Comment valoriser des savoir-faire grâce aux indications géographiques artisanales et industrielles ?

Le 11 mars, les « poteries d’Alsace Soufflenheim / Betschdorf » ont été homologuées « indication géographique » par l'INPI, portant ainsi à 13 le nombre d’indications géographiques artisanales et industrielles en France. Tout comme l’innovation, la valorisation des savoir-faire est un facteur reconnu de croissance pour les entreprises. Si un cadre juridique existe en France pour protéger les savoir-faire locaux grâce aux indications géographiques industrielles et artisanales, la mise en place d’une reconnaissance au niveau européen est l’un des défis de la propriété industrielle dans le cadre de la présidence française du Conseil de l’Union européenne. Découvrez l’interview d’Antoine Ginestet, Chargé des indications géographiques à l’INPI.
Carte de France des Indications géographiques

Quand et avec quel objectif l’indication géographique a-t-elle été instaurée en France ?

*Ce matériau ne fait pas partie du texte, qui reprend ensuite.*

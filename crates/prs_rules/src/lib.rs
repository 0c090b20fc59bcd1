//! Pure round logic for prediction rock-paper-scissors.
//!
//! The computer announces a predicted move, then plays a hidden move that
//! may or may not match. Every round is scored from the player's point of
//! view, and the number of times the computer's move differed from its
//! announcement is tracked alongside the scores.
//!
//! # Example
//!
//! ```
//! use prs_rules::{Move, Outcome, RoundEngine, ScriptedMoves};
//!
//! // Computer announces Rock, secretly plays Scissors.
//! let mut engine = RoundEngine::new(ScriptedMoves::new([Move::Rock, Move::Scissors]));
//! engine.submit_player_choice(Move::Rock);
//! let report = engine.acknowledge_result();
//!
//! assert_eq!(report.outcome(), &Some(Outcome::PlayerWin));
//! assert!(*report.lied());
//! assert_eq!(engine.state().player_score(), 1);
//! ```

#![warn(missing_docs)]
#![forbid(unsafe_code)]

mod engine;
mod invariants;
mod rules;
mod source;
mod state;
mod types;

pub use engine::RoundEngine;
pub use invariants::{
    Invariant, InvariantSet, InvariantViolation, LiesWithinRounds, PendingImpliesChoice,
    RoundInvariants, ScoresWithinRounds,
};
pub use rules::{beats, resolve_outcome};
pub use source::{MoveSource, RandomMoves, ScriptedMoves};
pub use state::{GameState, PendingResult, RoundPhase, RoundReport, Scoreboard};
pub use types::{Move, Outcome, ParseMoveError};
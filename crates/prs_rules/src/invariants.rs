//! Round invariants over [`GameState`].
//!
//! Each invariant is a zero-sized type. [`RoundInvariants`] groups the three
//! that every transition must preserve.

use super::state::GameState;
use derive_more::Display;

/// A property every reachable [`GameState`] satisfies.
pub trait Invariant {
    /// True if the property holds for `state`.
    fn holds(state: &GameState) -> bool;

    /// What the property says, for logs.
    fn description() -> &'static str;
}

/// A broken invariant, stamped with the round it was found in.
#[derive(Debug, Clone, Copy, PartialEq, Eq, Display)]
#[display("{description} (round {round})")]
pub struct InvariantViolation {
    /// Which property failed.
    pub description: &'static str,
    /// `round_number` of the offending state.
    pub round: u32,
}

impl InvariantViolation {
    fn of<I: Invariant>(state: &GameState) -> Option<Self> {
        (!I::holds(state)).then(|| Self {
            description: I::description(),
            round: state.round_number,
        })
    }
}

/// Invariants checked together, reporting every failure at once.
pub trait InvariantSet {
    /// Checks each member against `state`.
    fn check_all(state: &GameState) -> Result<(), Vec<InvariantViolation>>;
}

impl<A: Invariant, B: Invariant, C: Invariant> InvariantSet for (A, B, C) {
    fn check_all(state: &GameState) -> Result<(), Vec<InvariantViolation>> {
        let violations: Vec<_> = [
            InvariantViolation::of::<A>(state),
            InvariantViolation::of::<B>(state),
            InvariantViolation::of::<C>(state),
        ]
        .into_iter()
        .flatten()
        .collect();

        if violations.is_empty() {
            Ok(())
        } else {
            Err(violations)
        }
    }
}

/// At most one score per resolved round.
///
/// Rounds acknowledged without a choice score nothing, so the sum can fall
/// short of the round count but never exceed it.
pub struct ScoresWithinRounds;

impl Invariant for ScoresWithinRounds {
    fn holds(state: &GameState) -> bool {
        state.scoreboard().scored() <= state.round_number
    }

    fn description() -> &'static str {
        "Scored rounds never exceed resolved rounds"
    }
}

/// At most one lie per resolved round.
pub struct LiesWithinRounds;

impl Invariant for LiesWithinRounds {
    fn holds(state: &GameState) -> bool {
        state.computer_lied_count <= state.round_number
    }

    fn description() -> &'static str {
        "Lies never exceed resolved rounds"
    }
}

/// A pending result always has a player choice behind it.
pub struct PendingImpliesChoice;

impl Invariant for PendingImpliesChoice {
    fn holds(state: &GameState) -> bool {
        !state.result_pending || state.player_choice.is_some()
    }

    fn description() -> &'static str {
        "A pending result always carries a player choice"
    }
}

/// Everything a round transition must preserve.
pub type RoundInvariants = (ScoresWithinRounds, LiesWithinRounds, PendingImpliesChoice);

#[cfg(test)]
mod tests {
    use super::*;
    use crate::{Move, ScriptedMoves};

    #[test]
    fn test_fresh_state_holds() {
        let state = GameState::with_computer(Move::Rock, Move::Paper);
        assert!(RoundInvariants::check_all(&state).is_ok());
    }

    #[test]
    fn test_holds_across_rounds() {
        let mut source = ScriptedMoves::new([Move::Rock, Move::Paper, Move::Scissors]);
        let mut state = GameState::new(&mut source);
        for (i, pick) in Move::ALL.iter().cycle().take(10).enumerate() {
            if i % 4 != 3 {
                state = state.submit_player_choice(*pick);
            }
            state = state.acknowledge_result(&mut source).0;
            assert!(RoundInvariants::check_all(&state).is_ok());
        }
    }

    #[test]
    fn test_detects_excess_scores() {
        let mut state = GameState::with_computer(Move::Rock, Move::Rock);
        state.player_score = 2;
        state.computer_lied_count = 1;

        let violations = RoundInvariants::check_all(&state).unwrap_err();
        assert_eq!(violations.len(), 2);
        assert_eq!(violations[0].description, ScoresWithinRounds::description());
        assert_eq!(violations[1].description, LiesWithinRounds::description());
    }

    #[test]
    fn test_detects_pending_without_choice() {
        let mut state = GameState::with_computer(Move::Rock, Move::Rock);
        state.round_number = 4;
        state.result_pending = true;

        let violations = RoundInvariants::check_all(&state).unwrap_err();
        assert_eq!(violations.len(), 1);
        assert_eq!(
            violations[0].to_string(),
            "A pending result always carries a player choice (round 4)"
        );
    }
}
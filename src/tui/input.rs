//! Cursor movement over the choice buttons.

use crossterm::event::KeyCode;
use prs_rules::Move;

/// Moves the button cursor. The buttons are stacked vertically, so only
/// Up and Down move it, and it stops at either end.
pub fn move_cursor(cursor: Move, key: KeyCode) -> Move {
    use Move::*;

    match (cursor, key) {
        (Paper, KeyCode::Down) => Rock,
        (Rock, KeyCode::Down) => Scissors,
        (Scissors, KeyCode::Up) => Rock,
        (Rock, KeyCode::Up) => Paper,
        _ => cursor,
    }
}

Antoine Ginestet : Les indications géographiques (IG) ont été instaurées en 2014 par la loi « Consommation ». La mise en place d’un dispositif comparable à celui des IG agro-alimentaires, qui ont été un véritable succès tant pour les producteurs que pour les consommateurs, était demandée par les entreprises pour reconnaître les produits emblématiques des savoir-faire locaux traditionnels. L’objectif est triple :

  • rassurer le consommateur quant à la provenance et la qualité réelle d’un produit, non seulement dans les commerces traditionnels, mais également et surtout sur les plates-formes électroniques ;
  • mettre en avant les producteurs locaux authentiques, trop souvent victimes d’usurpation de la réputation de leurs produits par des concurrents peu scrupuleux ;
  • valoriser les particularités des patrimoines locaux, maintenir et redynamiser l’emploi, pérenniser les savoir-faire en développant les formations spécifiques et attirer l’attention des visiteurs sur les produits du territoire.
     


Protéger les savoir-faire locaux grâce aux indications géographiques industrielles et artisanales est l’un des défis de la propriété industrielle dans le cadre de la présidence française du Conseil de l’Union européenne. Quelles sont les prochaines étapes pour l’IG à l’échelle européenne ?

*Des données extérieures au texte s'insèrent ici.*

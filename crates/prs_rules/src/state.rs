//! Game state aggregate and its round transitions.
//!
//! Transitions consume the state and return the next one. Nothing else in
//! the crate mutates a [`GameState`].

use super::rules::resolve_outcome;
use super::source::MoveSource;
use super::types::{Move, Outcome};
use derive_getters::Getters;
use derive_new::new;
use serde::{Deserialize, Serialize};
use tracing::{debug, info, instrument};

/// Where the current round stands.
#[derive(Debug, Clone, Copy, PartialEq, Eq, Hash, Serialize, Deserialize)]
pub enum RoundPhase {
    /// Waiting for the player to pick a move.
    AwaitingPlayerChoice,
    /// A result is on screen, waiting to be dismissed.
    AwaitingAcknowledgment,
}

/// Snapshot of the session counters.
#[derive(Debug, Clone, Copy, PartialEq, Eq, Default, Serialize, Deserialize)]
pub struct Scoreboard {
    /// Rounds the player won.
    pub player: u32,
    /// Rounds the computer won.
    pub computer: u32,
    /// Rounds that ended level.
    pub tied: u32,
    /// Rounds where the computer's move differed from its prediction.
    pub computer_lied: u32,
    /// Rounds resolved so far.
    pub rounds: u32,
}

impl Scoreboard {
    /// Rounds that actually changed a score.
    pub fn scored(&self) -> u32 {
        self.player + self.computer + self.tied
    }

    /// Player wins as a percentage of scored rounds.
    pub fn player_win_rate(&self) -> f64 {
        percent(self.player, self.scored())
    }

    /// Lies as a percentage of resolved rounds.
    pub fn lie_rate(&self) -> f64 {
        percent(self.computer_lied, self.rounds)
    }
}

fn percent(part: u32, whole: u32) -> f64 {
    if whole == 0 {
        0.0
    } else {
        f64::from(part) * 100.0 / f64::from(whole)
    }
}

/// What the result dialog shows while a round awaits acknowledgment.
#[derive(Debug, Clone, Copy, PartialEq, Eq, Getters, new)]
pub struct PendingResult {
    /// Outcome as displayed.
    ///
    /// An absent player choice is evaluated as [`Move::FIRST`], so this is
    /// never missing even when nothing was picked.
    outcome: Outcome,
    /// The player's actual choice, if any.
    player: Option<Move>,
    /// The computer's revealed move.
    computer: Move,
}

impl PendingResult {
    /// Player choice label, `"NA"` when nothing was picked.
    pub fn player_label(&self) -> &'static str {
        self.player.map(Move::label).unwrap_or("NA")
    }
}

/// Record of a round that has just been acknowledged.
#[derive(Debug, Clone, Copy, PartialEq, Eq, Getters, new, Serialize, Deserialize)]
pub struct RoundReport {
    /// Rounds resolved including this one.
    round: u32,
    /// The player's choice, if one was made.
    player: Option<Move>,
    /// The computer's hidden move.
    computer: Move,
    /// The move the computer announced.
    prediction: Move,
    /// Scored outcome. `None` when the round resolved without a choice.
    outcome: Option<Outcome>,
    /// True if the computer's move differed from its announcement.
    lied: bool,
}

/// Complete state of one game session.
#[derive(Debug, Clone, PartialEq, Eq)]
pub struct GameState {
    pub(crate) player_choice: Option<Move>,
    pub(crate) computer_choice: Move,
    pub(crate) computer_prediction: Move,
    pub(crate) player_score: u32,
    pub(crate) computer_score: u32,
    pub(crate) tied_score: u32,
    pub(crate) computer_lied_count: u32,
    pub(crate) round_number: u32,
    pub(crate) result_pending: bool,
}

impl GameState {
    /// Starts a session, drawing the opening prediction and then the
    /// opening hidden move from `source`.
    ///
    /// Both opening draws come from [`Move::OPENING`]; every later round
    /// draws from all three moves.
    #[instrument(skip(source))]
    pub fn new(source: &mut impl MoveSource) -> Self {
        let prediction = source.draw_from(&Move::OPENING);
        let choice = source.draw_from(&Move::OPENING);
        Self::with_computer(prediction, choice)
    }

    /// Starts a session with a known opening prediction and hidden move.
    #[instrument]
    pub fn with_computer(prediction: Move, choice: Move) -> Self {
        Self {
            player_choice: None,
            computer_choice: choice,
            computer_prediction: prediction,
            player_score: 0,
            computer_score: 0,
            tied_score: 0,
            computer_lied_count: 0,
            round_number: 0,
            result_pending: false,
        }
    }

    /// The player's choice for the current round.
    pub fn player_choice(&self) -> Option<Move> {
        self.player_choice
    }

    /// The computer's hidden move for the current round.
    pub fn computer_choice(&self) -> Move {
        self.computer_choice
    }

    /// The move the computer announced for the current round.
    pub fn computer_prediction(&self) -> Move {
        self.computer_prediction
    }

    /// Rounds won by the player.
    pub fn player_score(&self) -> u32 {
        self.player_score
    }

    /// Rounds won by the computer.
    pub fn computer_score(&self) -> u32 {
        self.computer_score
    }

    /// Rounds tied.
    pub fn tied_score(&self) -> u32 {
        self.tied_score
    }

    /// Rounds where the computer did not play what it announced.
    pub fn computer_lied_count(&self) -> u32 {
        self.computer_lied_count
    }

    /// Rounds resolved so far.
    pub fn round_number(&self) -> u32 {
        self.round_number
    }

    /// True while a result is waiting to be shown and dismissed.
    pub fn result_pending(&self) -> bool {
        self.result_pending
    }

    /// Current phase of the round.
    pub fn phase(&self) -> RoundPhase {
        if self.result_pending {
            RoundPhase::AwaitingAcknowledgment
        } else {
            RoundPhase::AwaitingPlayerChoice
        }
    }

    /// Counter snapshot.
    pub fn scoreboard(&self) -> Scoreboard {
        Scoreboard {
            player: self.player_score,
            computer: self.computer_score,
            tied: self.tied_score,
            computer_lied: self.computer_lied_count,
            rounds: self.round_number,
        }
    }

    /// The result as the dialog presents it.
    pub fn pending_result(&self) -> PendingResult {
        let player = self.player_choice.unwrap_or(Move::FIRST);
        PendingResult::new(
            resolve_outcome(player, self.computer_choice),
            self.player_choice,
            self.computer_choice,
        )
    }

    /// Records the player's move. Picking again before acknowledgment
    /// replaces the earlier pick.
    #[must_use]
    #[instrument(skip(self), fields(round = self.round_number))]
    pub fn submit_player_choice(mut self, choice: Move) -> Self {
        if let Some(previous) = self.player_choice {
            debug!(%previous, %choice, "Replacing unacknowledged choice");
        }
        self.player_choice = Some(choice);
        self.result_pending = true;
        self.debug_check();
        self
    }

    /// Scores the current round and starts the next one.
    ///
    /// With no player choice the scores are left alone; the lie counter
    /// and round number still advance.
    #[must_use]
    #[instrument(skip(self, source), fields(round = self.round_number))]
    pub fn acknowledge_result(mut self, source: &mut impl MoveSource) -> (Self, RoundReport) {
        let outcome = self
            .player_choice
            .map(|player| resolve_outcome(player, self.computer_choice));

        match outcome {
            Some(Outcome::PlayerWin) => self.player_score += 1,
            Some(Outcome::ComputerWin) => self.computer_score += 1,
            Some(Outcome::Tie) => self.tied_score += 1,
            None => debug!("Acknowledged without a player choice, scores unchanged"),
        }

        let lied = self.computer_choice != self.computer_prediction;
        if lied {
            self.computer_lied_count += 1;
        }

        let player = self.player_choice;
        let computer = self.computer_choice;
        let prediction = self.computer_prediction;

        let next = self.start_new_round(source);

        info!(
            round = next.round_number,
            player = ?player,
            %computer,
            %prediction,
            outcome = ?outcome,
            lied,
            "Round resolved"
        );

        let report = RoundReport::new(next.round_number, player, computer, prediction, outcome, lied);
        (next, report)
    }

    /// Advances the round counter, clears the player's pick and any pending
    /// result, then redraws the computer's prediction and hidden move.
    #[must_use]
    #[instrument(skip(self, source), fields(round = self.round_number))]
    pub fn start_new_round(mut self, source: &mut impl MoveSource) -> Self {
        self.round_number += 1;
        self.player_choice = None;
        self.result_pending = false;
        self.computer_prediction = source.draw();
        self.computer_choice = source.draw();
        debug!(
            round = self.round_number,
            prediction = %self.computer_prediction,
            "New round started"
        );
        self.debug_check();
        self
    }

    #[cfg(debug_assertions)]
    fn debug_check(&self) {
        use super::invariants::{InvariantSet, RoundInvariants};

        if let Err(violations) = RoundInvariants::check_all(self) {
            for violation in violations {
                tracing::warn!(%violation, "Invariant violated");
            }
        }
    }

    #[cfg(not(debug_assertions))]
    fn debug_check(&self) {}
}

#[cfg(test)]
mod tests {
    use super::*;
    use crate::source::{RandomMoves, ScriptedMoves};

    #[test]
    fn test_new_draws_prediction_then_choice() {
        let mut source = ScriptedMoves::new([Move::Rock, Move::Scissors]);
        let state = GameState::new(&mut source);
        assert_eq!(state.computer_prediction(), Move::Rock);
        assert_eq!(state.computer_choice(), Move::Scissors);
        assert_eq!(state.round_number(), 0);
        assert_eq!(state.player_choice(), None);
        assert_eq!(state.phase(), RoundPhase::AwaitingPlayerChoice);
        assert_eq!(state.scoreboard(), Scoreboard::default());
    }

    #[test]
    fn test_opening_never_draws_scissors() {
        for seed in 0..200 {
            let mut source = RandomMoves::seeded(seed);
            let state = GameState::new(&mut source);
            assert!(Move::OPENING.contains(&state.computer_prediction()));
            assert!(Move::OPENING.contains(&state.computer_choice()));
        }
    }

    #[test]
    fn test_submit_sets_pending_without_scoring() {
        let state = GameState::with_computer(Move::Paper, Move::Rock).submit_player_choice(Move::Paper);
        assert_eq!(state.player_choice(), Some(Move::Paper));
        assert!(state.result_pending());
        assert_eq!(state.phase(), RoundPhase::AwaitingAcknowledgment);
        assert_eq!(state.scoreboard().scored(), 0);
    }

    #[test]
    fn test_resubmit_last_write_wins() {
        let state = GameState::with_computer(Move::Paper, Move::Rock)
            .submit_player_choice(Move::Scissors)
            .submit_player_choice(Move::Paper);
        assert_eq!(state.player_choice(), Some(Move::Paper));
        assert_eq!(state.pending_result().outcome(), &Outcome::PlayerWin);
    }

    #[test]
    fn test_start_new_round_redraws() {
        let mut source = ScriptedMoves::new([Move::Scissors, Move::Paper]);
        let state = GameState::with_computer(Move::Rock, Move::Rock)
            .submit_player_choice(Move::Rock)
            .start_new_round(&mut source);
        assert_eq!(state.round_number(), 1);
        assert_eq!(state.player_choice(), None);
        assert!(!state.result_pending());
        assert_eq!(state.computer_prediction(), Move::Scissors);
        assert_eq!(state.computer_choice(), Move::Paper);
        assert_eq!(source.draws(), 2);
    }

    #[test]
    fn test_acknowledge_clears_pending() {
        let mut source = ScriptedMoves::new([Move::Rock]);
        let (state, report) = GameState::with_computer(Move::Rock, Move::Rock)
            .submit_player_choice(Move::Rock)
            .acknowledge_result(&mut source);
        assert!(!state.result_pending());
        assert_eq!(report.outcome(), &Some(Outcome::Tie));
        assert!(!report.lied());
        assert_eq!(*report.round(), 1);
    }

    #[test]
    fn test_pending_result_labels_absent_choice() {
        let state = GameState::with_computer(Move::Rock, Move::Scissors);
        let pending = state.pending_result();
        assert_eq!(pending.player_label(), "NA");
        assert_eq!(pending.computer(), &Move::Scissors);
        assert_eq!(pending.outcome(), &Outcome::ComputerWin);
    }

    #[test]
    fn test_scoreboard_rates() {
        let board = Scoreboard {
            player: 1,
            computer: 2,
            tied: 1,
            computer_lied: 3,
            rounds: 6,
        };
        assert_eq!(board.scored(), 4);
        assert!((board.player_win_rate() - 25.0).abs() < f64::EPSILON);
        assert!((board.lie_rate() - 50.0).abs() < f64::EPSILON);
        assert_eq!(Scoreboard::default().lie_rate(), 0.0);
    }
}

A. G. : L’Union européenne s’intéresse depuis 2014 à ce sujet, fermement défendu par le Parlement européen. Il est certain qu’une simple protection nationale n’a guère de sens aujourd’hui dans une économie très internationalisée. Les pouvoir publics et l’INPI ont constamment œuvré dans le sens d’un élargissement du dispositif au niveau communautaire, dans l’intérêt de nos producteurs. En effet, il a fallu convaincre nos partenaires. Or, du fait de la diversité des systèmes juridiques, certains États sont plutôt favorables au système des marques. Ce travail de longue haleine est sur le point de porter ses fruits. Des étapes décisives ont été franchies très récemment et un consensus est sur le point d’être trouvé entre tous les États membres. Il va aboutir à un système simple, efficace et économique pour les filières. Cela permettra l’émergence d’une reconnaissance des IG artisanales et industrielles sur l’ensemble du territoire de l’Union européenne, qui constitue une part très importante des débouchés de nos entreprises. C’est l’Office européen de la propriété intellectuelle, basé à Alicante, qui devrait être investi de la reconnaissance au niveau européen des IG nationales.
 


Quels sont les avantages constatés depuis la mise en œuvre des IG pour les entreprises qui réalisent ces produits ?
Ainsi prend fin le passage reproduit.